Supplied records START

//! Territory rulership, derived from the titles of the member spots.
//!
//! Nothing here is stored: the ruler is recomputed from spot state on every
//! call, and identical spot state always yields the identical standing.

use std::{cmp::Ordering, collections::BTreeMap, sync::Arc};

use log::debug;
use miette::Diagnostic;
use serde::Serialize;

use crate::{
    models::{Spot, TerritoryId, UserId},
    store::{self, TerritoryStore},
};

#[derive(Debug, thiserror::Error, Diagnostic)]
pub enum Error {
    #[error("territory {0} does not exist")]
    #[diagnostic(code(territory::not_found))]
    NotFound(TerritoryId),

    #[error("could not access territory store")]
    #[diagnostic(code(territory::store))]
    Store(#[source] store::Error),
}

/// How many titles an owner holds, and the tie-break score behind them.
#[derive(Debug, Clone, PartialEq, Serialize)]
pub struct CrownTally {
    pub user: UserId,
    pub crowns: u32,
    /// Sum of the recorded best sizes of the titled spots.
    ///
    /// Values are summed as recorded, without unit conversion, so spots
    /// holding records in different units are not reconciled here.
    pub total_size: f64,
}

/// Crowns descending, then total size descending, then lower user id first.
pub fn rank_order(a: &CrownTally, b: &CrownTally) -> Ordering {
    b.crowns
        .cmp(&a.crowns)
        .then_with(|| b.total_size.total_cmp(&a.total_size))
        .then_with(|| a.user.cmp(&b.user))
}

/// Counts titles per owner over `spots`, best ranked first.
///
/// Spots whose title fields are inconsistent count as untitled.
pub fn tally<'a>(spots: impl IntoIterator<Item = &'a Spot>) -> Vec<CrownTally> {
    let mut tallies: BTreeMap<UserId, CrownTally> = BTreeMap::new();

    for title in spots.into_iter().filter_map(Spot::title) {
        let entry = tallies.entry(title.king).or_insert(CrownTally {
            user: title.king,
            crowns: 0,
            total_size: 0.0,
        });
        entry.crowns += 1;
        entry.total_size += title.best_size.value;
    }

    let mut ranking: Vec<_> = tallies.into_values().collect();
    ranking.sort_by(rank_order);
    ranking
}

#[derive(Debug, Clone, PartialEq, Serialize)]
pub struct TerritoryStanding {
    pub territory: TerritoryId,
    pub ruler: Option<UserId>,
    pub ranking: Vec<CrownTally>,
}

impl TerritoryStanding {
    /// Computes the standing of a territory from its member spots.
    pub fn compute(territory: TerritoryId, spots: &[Spot]) -> Self {
        let ranking = tally(spots);
        let ruler = ranking.first().map(|tally| tally.user);

        Self {
            territory,
            ruler,
            ranking,
        }
    }

    pub fn crowns(&self, user: UserId) -> u32 {
        self.ranking
            .iter()
            .find(|tally| tally.user == user)
            .map_or(0, |tally| tally.crowns)
    }

    pub fn crown_counts(&self) -> BTreeMap<UserId, u32> {
        self.ranking
            .iter()
            .map(|tally| (tally.user, tally.crowns))
            .collect()
    }
}

#[derive(Debug)]
pub struct TerritoryRulerCalculator<S: ?Sized> {
    territories: Arc<S>,
}

impl<S> TerritoryRulerCalculator<S>
where
    S: TerritoryStore + ?Sized,
{
    pub fn new(territories: Arc<S>) -> Self {
        Self { territories }
    }

    pub async fn standing(&self, id: TerritoryId) -> Result<TerritoryStanding, Error> {
        let territory = self
            .territories
            .get_territory(id)
            .await
            .map_err(Error::Store)?
            .ok_or(Error::NotFound(id))?;

        let spots = self
            .territories
            .list_spots_for_territory(territory.id)
            .await
            .map_err(Error::Store)?;

        let standing = TerritoryStanding::compute(territory.id, &spots);
        debug!(
            "Territory {} ({} spots) is ruled by {:?}",
            territory.name,
            spots.len(),
            standing.ruler
        );

        Ok(standing)
    }

    /// Standings of every territory, keyed by territory id.
    pub async fn standings(&self) -> Result<BTreeMap<TerritoryId, TerritoryStanding>, Error> {
        let mut standings = BTreeMap::new();

        for territory in self
            .territories
            .list_territories()
            .await
            .map_err(Error::Store)?
        {
            let spots = self
                .territories
                .list_spots_for_territory(territory.id)
                .await
                .map_err(Error::Store)?;

            standings.insert(
                territory.id,
                TerritoryStanding::compute(territory.id, &spots),
            );
        }

        Ok(standings)
    }
}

Supplied records END

== Work to complete ==
Please give again only the lines from the start of the material through the line holding "pub enum Error", exactly as they are written.

== Written response ==
//! Territory rulership, derived from the titles of the member spots.
//!
//! Nothing here is stored: the ruler is recomputed from spot state on every
//! call, and identical spot state always yields the identical standing.

use std::{cmp::Ordering, collections::BTreeMap, sync::Arc};

use log::debug;
use miette::Diagnostic;
use serde::Serialize;

use crate::{
    models::{Spot, TerritoryId, UserId},
    store::{self, TerritoryStore},
};

#[derive(Debug, thiserror::Error, Diagnostic)]
pub enum Error {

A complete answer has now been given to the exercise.